- _WHAT THE TASK ASKS_: Isolate every line in the data with the string "Whether" and copy it.

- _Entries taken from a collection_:
----------------------------------------

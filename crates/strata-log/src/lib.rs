//! Structured logging for the Strata engine.
//!
//! Console output with uptime timestamps and thread names, plus a JSON file
//! in debug builds for post-mortem analysis of worker behaviour. The level
//! comes from `RUST_LOG`, then the config, then [`DEFAULT_FILTER`].

use std::fs::File;
use std::path::Path;

use strata_config::Config;
use tracing_subscriber::registry::LookupSpan;
use tracing_subscriber::{EnvFilter, Layer, fmt, layer::SubscriberExt, util::SubscriberInitExt};

/// Filter used when neither `RUST_LOG` nor the config sets one.
pub const DEFAULT_FILTER: &str = "info";

/// Name of the JSON log file written in debug builds.
pub const LOG_FILE_NAME: &str = "strata.log";

/// Initialize the global tracing subscriber.
///
/// * `log_dir` - Directory for the JSON log file (debug builds only)
/// * `debug_build` - Whether to write the JSON log file
/// * `config` - Supplies `debug.log_level` when `RUST_LOG` is unset
///
/// # Examples
///
/// ```no_run
/// use strata_config::Config;
/// use strata_log::init_logging;
///
/// let config = Config::default();
/// init_logging(Some(std::path::Path::new("./logs")), true, Some(&config));
/// ```
pub fn init_logging(log_dir: Option<&Path>, debug_build: bool, config: Option<&Config>) {
    let filter_str = filter_directives(config);
    let env_filter =
        EnvFilter::try_from_default_env().unwrap_or_else(|_| EnvFilter::new(&filter_str));

    let console_layer = fmt::layer()
        .with_target(true)
        .with_thread_ids(false)
        .with_thread_names(true) // Worker threads are named per lane.
        .with_level(true)
        .with_timer(fmt::time::uptime());

    let subscriber = tracing_subscriber::registry()
        .with(env_filter)
        .with(console_layer);

    if debug_build
        && let Some(log_dir) = log_dir
        && std::fs::create_dir_all(log_dir).is_ok()
        && let Ok(log_file) = File::create(log_dir.join(LOG_FILE_NAME))
    {
        subscriber.with(json_file_layer(log_file)).init();
        return;
    }

    subscriber.init();
}

/// The filter string `init_logging` falls back to when `RUST_LOG` is unset.
pub fn filter_directives(config: Option<&Config>) -> String {
    match config {
        Some(config) if !config.debug.log_level.trim().is_empty() => {
            config.debug.log_level.trim().to_string()
        }
        _ => DEFAULT_FILTER.to_string(),
    }
}

/// A layer writing one JSON object per event to `file`.
pub fn json_file_layer<S>(file: File) -> impl Layer<S>
where
    S: tracing::Subscriber + for<'a> LookupSpan<'a>,
{
    fmt::layer()
        .with_writer(file)
        .with_ansi(false)
        .with_target(true)
        .with_thread_names(true)
        .with_timer(fmt::time::uptime())
        .json()
}

/// Create an `EnvFilter` from [`DEFAULT_FILTER`].
pub fn default_env_filter() -> EnvFilter {
    EnvFilter::new(DEFAULT_FILTER)
}
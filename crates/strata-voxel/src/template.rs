//! Block templates: small named structures stamped into chunks during generation.

use std::collections::HashMap;

use glam::IVec3;

use crate::block::BlockTypeId;
use crate::chunk::{CHUNK_SIZE_X, CHUNK_SIZE_Y, CHUNK_SIZE_Z, Chunk, local_index};
use crate::registry::{BlockRegistry, RegistryError};

/// One block of a template, relative to the template's anchor.
#[derive(Clone, Copy, Debug, PartialEq, Eq)]
pub struct TemplateEntry {
    pub type_id: BlockTypeId,
    pub offset: IVec3,
}

/// A named list of blocks stamped as a unit.
#[derive(Clone, Debug)]
pub struct BlockTemplate {
    pub name: String,
    pub entries: Vec<TemplateEntry>,
}

impl BlockTemplate {
    /// Creates an empty template.
    pub fn new(name: &str) -> Self {
        Self {
            name: name.to_string(),
            entries: Vec::new(),
        }
    }

    /// Adds a block at `offset` from the anchor.
    pub fn with(mut self, type_id: BlockTypeId, offset: IVec3) -> Self {
        self.entries.push(TemplateEntry { type_id, offset });
        self
    }

    /// Inclusive `(min, max)` offsets covered by the template.
    pub fn bounds(&self) -> (IVec3, IVec3) {
        self.entries.iter().fold(
            (IVec3::ZERO, IVec3::ZERO),
            |(min, max), e| (min.min(e.offset), max.max(e.offset)),
        )
    }

    /// Whether the whole template fits inside a chunk when anchored at `anchor`
    /// (local coordinates).
    pub fn fits_at(&self, anchor: IVec3) -> bool {
        let (min, max) = self.bounds();
        let lo = anchor + min;
        let hi = anchor + max;
        lo.cmpge(IVec3::ZERO).all()
            && hi.x < CHUNK_SIZE_X as i32
            && hi.y < CHUNK_SIZE_Y as i32
            && hi.z < CHUNK_SIZE_Z as i32
    }

    /// Writes the template into `chunk` at `anchor`, only over air. Returns
    /// `false` without writing anything if it does not fit.
    pub fn stamp(&self, chunk: &mut Chunk, anchor: IVec3) -> bool {
        if !self.fits_at(anchor) {
            return false;
        }
        for entry in &self.entries {
            let index = local_index((anchor + entry.offset).as_uvec3());
            if chunk.type_at(index).is_air() {
                chunk.write_type(index, entry.type_id);
            }
        }
        true
    }
}

/// Read-only collection of templates, looked up by name.
#[derive(Clone, Debug, Default)]
pub struct TemplateRegistry {
    templates: Vec<BlockTemplate>,
    by_name: HashMap<String, usize>,
}

impl TemplateRegistry {
    /// Creates an empty template registry.
    pub fn new() -> Self {
        Self::default()
    }

    /// The stock templates built from the default block palette.
    pub fn with_defaults(blocks: &BlockRegistry) -> Result<Self, RegistryError> {
        let mut registry = Self::new();
        registry.register(oak_tree(blocks)?)?;
        registry.register(boulder(blocks)?)?;
        Ok(registry)
    }

    /// Adds a template under its name.
    ///
    /// # Errors
    ///
    /// Returns [`RegistryError::DuplicateName`] if the name is taken.
    pub fn register(&mut self, template: BlockTemplate) -> Result<(), RegistryError> {
        if self.by_name.contains_key(&template.name) {
            return Err(RegistryError::DuplicateName(template.name));
        }
        self.by_name
            .insert(template.name.clone(), self.templates.len());
        self.templates.push(template);
        Ok(())
    }

    /// Looks up a template by name.
    pub fn get(&self, name: &str) -> Option<&BlockTemplate> {
        self.by_name.get(name).map(|&i| &self.templates[i])
    }

    /// Number of registered templates.
    pub fn len(&self) -> usize {
        self.templates.len()
    }

    /// Whether no template is registered.
    pub fn is_empty(&self) -> bool {
        self.templates.is_empty()
    }
}

/// Five-block trunk with a two-layer canopy and a cap.
fn oak_tree(blocks: &BlockRegistry) -> Result<BlockTemplate, RegistryError> {
    let wood = blocks.require("wood")?;
    let leaves = blocks.require("leaves")?;

    let mut tree = BlockTemplate::new("oak_tree");
    for z in 0..5 {
        tree = tree.with(wood, IVec3::new(0, 0, z));
    }
    for z in 3..5 {
        for x in -2i32..=2 {
            for y in -2i32..=2 {
                if (x, y) != (0, 0) && !(x.abs() == 2 && y.abs() == 2) {
                    tree = tree.with(leaves, IVec3::new(x, y, z));
                }
            }
        }
    }
    for (x, y) in [(0, 0), (1, 0), (-1, 0), (0, 1), (0, -1)] {
        tree = tree.with(leaves, IVec3::new(x, y, 5));
    }
    Ok(tree)
}

fn boulder(blocks: &BlockRegistry) -> Result<BlockTemplate, RegistryError> {
    let cobble = blocks.require("cobblestone")?;
    Ok(BlockTemplate::new("boulder")
        .with(cobble, IVec3::new(0, 0, 0))
        .with(cobble, IVec3::new(1, 0, 0))
        .with(cobble, IVec3::new(0, 1, 0))
        .with(cobble, IVec3::new(1, 1, 0))
        .with(cobble, IVec3::new(0, 0, 1)))
}

// ---------------------------------------------------------------------------
// Tests
// ---------------------------------------------------------------------------
//! Run-Length Encoding (RLE) for block type arrays.
//!
//! RLE compresses runs of identical block types into `(value, count)` pairs.
//! Terrain is dominated by long vertical and horizontal runs (stone, air), so
//! most chunks collapse to a few hundred runs.

use crate::block::BlockTypeId;

/// Bytes one run occupies on the wire: `value: u8` + `count: u16 LE`.
pub const RUN_BYTES: usize = 3;

/// A single RLE run: `count` consecutive occurrences of `value`.
#[derive(Debug, Clone, Copy, PartialEq, Eq)]
pub struct RleRun {
    /// The block type repeated by this run.
    pub value: BlockTypeId,
    /// Number of consecutive identical values (1..=65535).
    pub count: u16,
}

/// Errors that can occur during RLE decoding.
#[derive(Debug, thiserror::Error)]
pub enum RleError {
    /// Decoded length does not match expected length.
    #[error("RLE length mismatch: expected {expected}, got {actual}")]
    LengthMismatch {
        /// Expected number of elements.
        expected: usize,
        /// Actual number of decoded elements.
        actual: usize,
    },
    /// A run with a zero count.
    #[error("RLE run {0} has zero length")]
    EmptyRun(usize),
}

/// Encodes a sequence of block types into RLE runs.
///
/// Runs are capped at `u16::MAX` length. An empty input produces an empty output.
pub fn rle_encode(values: impl IntoIterator<Item = BlockTypeId>) -> Vec<RleRun> {
    let mut runs: Vec<RleRun> = Vec::new();
    for value in values {
        match runs.last_mut() {
            Some(run) if run.value == value && run.count < u16::MAX => run.count += 1,
            _ => runs.push(RleRun { value, count: 1 }),
        }
    }
    runs
}

/// Decodes RLE runs back into a flat type array.
///
/// Returns an error if any run is empty or the total decoded length does not
/// match `expected_len`. Lengths are checked before allocating the output.
pub fn rle_decode(runs: &[RleRun], expected_len: usize) -> Result<Vec<BlockTypeId>, RleError> {
    let mut total = 0usize;
    for (i, run) in runs.iter().enumerate() {
        if run.count == 0 {
            return Err(RleError::EmptyRun(i));
        }
        total += run.count as usize;
    }
    if total != expected_len {
        return Err(RleError::LengthMismatch {
            expected: expected_len,
            actual: total,
        });
    }

    let mut result = Vec::with_capacity(expected_len);
    for run in runs {
        result.extend(std::iter::repeat_n(run.value, run.count as usize));
    }
    Ok(result)
}

/// Appends runs to `buf`: each run is `value: u8` + `count: u16 LE`.
pub fn rle_to_bytes(runs: &[RleRun], buf: &mut Vec<u8>) {
    buf.reserve(runs.len() * RUN_BYTES);
    for run in runs {
        buf.push(run.value.0);
        buf.extend_from_slice(&run.count.to_le_bytes());
    }
}

/// Reads `run_count` runs from `data`.
///
/// The caller checks that `data` holds at least `run_count * RUN_BYTES` bytes.
pub fn rle_from_bytes(data: &[u8], run_count: usize) -> Vec<RleRun> {
    data.chunks_exact(RUN_BYTES)
        .take(run_count)
        .map(|bytes| RleRun {
            value: BlockTypeId(bytes[0]),
            count: u16::from_le_bytes([bytes[1], bytes[2]]),
        })
        .collect()
}

// ---------------------------------------------------------------------------
// Tests
// ---------------------------------------------------------------------------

----------------------------------------

- _RESPONSE AREA_:
/// * `debug_build` - Whether to write the JSON log file
    /// Whether the whole template fits inside a chunk when anchored at `anchor`
    /// Whether no template is registered.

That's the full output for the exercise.